The answer should consist of every line of the material, repeated verbatim.
_ _ _ _
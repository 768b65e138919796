//! spath Core - path resolution and cache primitives
//!
//! This crate provides the building blocks shared by the search index:
//! thin wrappers over the OS path primitives, the normalized cache key
//! format and the in-memory cache store, plus the configuration file.
//!
//! # Example
//!
//! ```no_run
//! use spath_core::{cache_key, CacheEntry, CacheStore};
//! use std::path::PathBuf;
//!
//! let store = CacheStore::new();
//! let key = cache_key("templates/./index.html").unwrap();
//! store.set(key, CacheEntry::new(PathBuf::from("/srv/templates/index.html"), false));
//! assert!(store.get("/templates/index.html").is_some());
//! assert!(cache_key("../outside.txt").is_none());
//! ```

pub mod cache;
pub mod config;
pub mod error;
pub mod path;

pub use cache::{cache_key, CacheEntry, CacheStore};
pub use config::SpathConfig;
pub use error::{Result, SpathError};
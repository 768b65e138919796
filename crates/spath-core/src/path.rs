//! Path helpers over the OS primitives.
//!
//! Everything here is stateless. Functions that query the filesystem
//! report absence through `Option`/`bool` rather than errors, since a
//! missing path is the common case when searching several roots.

use std::fs::{self, Metadata};
use std::io;
use std::path::{Path, PathBuf, MAIN_SEPARATOR};

use crate::cache::cache_key;

/// Resolves `path` to an absolute path with symlinks and `..` resolved.
///
/// Returns `None` if the path does not exist.
pub fn real_path(path: impl AsRef<Path>) -> Option<PathBuf> {
    fs::canonicalize(path).ok()
}

/// Resolves `path` relative to the process working directory.
pub fn real_path_from_cwd(path: &str) -> Option<PathBuf> {
    let cwd = std::env::current_dir().ok()?;
    real_path(cwd.join(path.trim_start_matches(is_separator)))
}

/// Returns true if `path` exists (following symlinks).
pub fn exists(path: impl AsRef<Path>) -> bool {
    path.as_ref().exists()
}

/// Returns true if `path` exists and is a directory.
pub fn is_dir(path: impl AsRef<Path>) -> bool {
    path.as_ref().is_dir()
}

pub fn stat(path: impl AsRef<Path>) -> io::Result<Metadata> {
    fs::metadata(path)
}

/// Joins a logical `name` onto `base`.
///
/// Unlike [`Path::join`], a leading separator in `name` does not replace
/// the base: `join("/srv", "/a.txt")` is `/srv/a.txt`.
pub fn join(base: &Path, name: &str) -> PathBuf {
    let name = name.trim_start_matches(is_separator);
    if name.is_empty() {
        base.to_path_buf()
    } else {
        base.join(name)
    }
}

/// Strips trailing separators, keeping a bare root intact.
pub fn trim_separator(path: &str) -> &str {
    let trimmed = path.trim_end_matches(is_separator);
    if trimmed.is_empty() && !path.is_empty() {
        &path[..1]
    } else {
        trimmed
    }
}

/// Returns true if `path` is `root` or lies beneath it.
///
/// The comparison is per component, so `/srv/www2` is not inside `/srv/www`.
pub fn is_within(path: &Path, root: &Path) -> bool {
    path.starts_with(root)
}

/// Derives the cache key of `path` relative to `root`.
///
/// Returns `None` if `path` is not inside `root`.
pub fn name_from_path(path: &Path, root: &Path) -> Option<String> {
    let relative = path.strip_prefix(root).ok()?;
    cache_key(&relative.to_string_lossy())
}

fn is_separator(c: char) -> bool {
    c == '/' || c == MAIN_SEPARATOR
}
_ _ _ _
▶ [TASK RESULT]:
repository 768b65e138919796
//! spath Core - path resolution and cache primitives
//!
//! This crate provides the building blocks shared by the search index:
//! thin wrappers over the OS path primitives, the normalized cache key
//! format and the in-memory cache store, plus the configuration file.
//!
//! # Example
//!
//! ```no_run
//! use spath_core::{cache_key, CacheEntry, CacheStore};
//! use std::path::PathBuf;
//!
//! let store = CacheStore::new();
//! let key = cache_key("templates/./index.html").unwrap();
//! store.set(key, CacheEntry::new(PathBuf::from("/srv/templates/index.html"), false));
//! assert!(store.get("/templates/index.html").is_some());
//! assert!(cache_key("../outside.txt").is_none());
//! ```

pub mod cache;
pub mod config;
pub mod error;
pub mod path;

pub use cache::{cache_key, CacheEntry, CacheStore};
pub use config::SpathConfig;
pub use error::{Result, SpathError};
repository 768b65e138919796
filename crates/spath-core/src/path.rs
//! Path helpers over the OS primitives.
//!
//! Everything here is stateless. Functions that query the filesystem
//! report absence through `Option`/`bool` rather than errors, since a
//! missing path is the common case when searching several roots.

use std::fs::{self, Metadata};
use std::io;
use std::path::{Path, PathBuf, MAIN_SEPARATOR};

use crate::cache::cache_key;

/// Resolves `path` to an absolute path with symlinks and `..` resolved.
///
/// Returns `None` if the path does not exist.
pub fn real_path(path: impl AsRef<Path>) -> Option<PathBuf> {
    fs::canonicalize(path).ok()
}

/// Resolves `path` relative to the process working directory.
pub fn real_path_from_cwd(path: &str) -> Option<PathBuf> {
    let cwd = std::env::current_dir().ok()?;
    real_path(cwd.join(path.trim_start_matches(is_separator)))
}

/// Returns true if `path` exists (following symlinks).
pub fn exists(path: impl AsRef<Path>) -> bool {
    path.as_ref().exists()
}

/// Returns true if `path` exists and is a directory.
pub fn is_dir(path: impl AsRef<Path>) -> bool {
    path.as_ref().is_dir()
}

pub fn stat(path: impl AsRef<Path>) -> io::Result<Metadata> {
    fs::metadata(path)
}

/// Joins a logical `name` onto `base`.
///
/// Unlike [`Path::join`], a leading separator in `name` does not replace
/// the base: `join("/srv", "/a.txt")` is `/srv/a.txt`.
pub fn join(base: &Path, name: &str) -> PathBuf {
    let name = name.trim_start_matches(is_separator);
    if name.is_empty() {
        base.to_path_buf()
    } else {
        base.join(name)
    }
}

/// Strips trailing separators, keeping a bare root intact.
pub fn trim_separator(path: &str) -> &str {
    let trimmed = path.trim_end_matches(is_separator);
    if trimmed.is_empty() && !path.is_empty() {
        &path[..1]
    } else {
        trimmed
    }
}

/// Returns true if `path` is `root` or lies beneath it.
///
/// The comparison is per component, so `/srv/www2` is not inside `/srv/www`.
pub fn is_within(path: &Path, root: &Path) -> bool {
    path.starts_with(root)
}

/// Derives the cache key of `path` relative to `root`.
///
/// Returns `None` if `path` is not inside `root`.
pub fn name_from_path(path: &Path, root: &Path) -> Option<String> {
    let relative = path.strip_prefix(root).ok()?;
    cache_key(&relative.to_string_lossy())
}

fn is_separator(c: char) -> bool {
    c == '/' || c == MAIN_SEPARATOR
}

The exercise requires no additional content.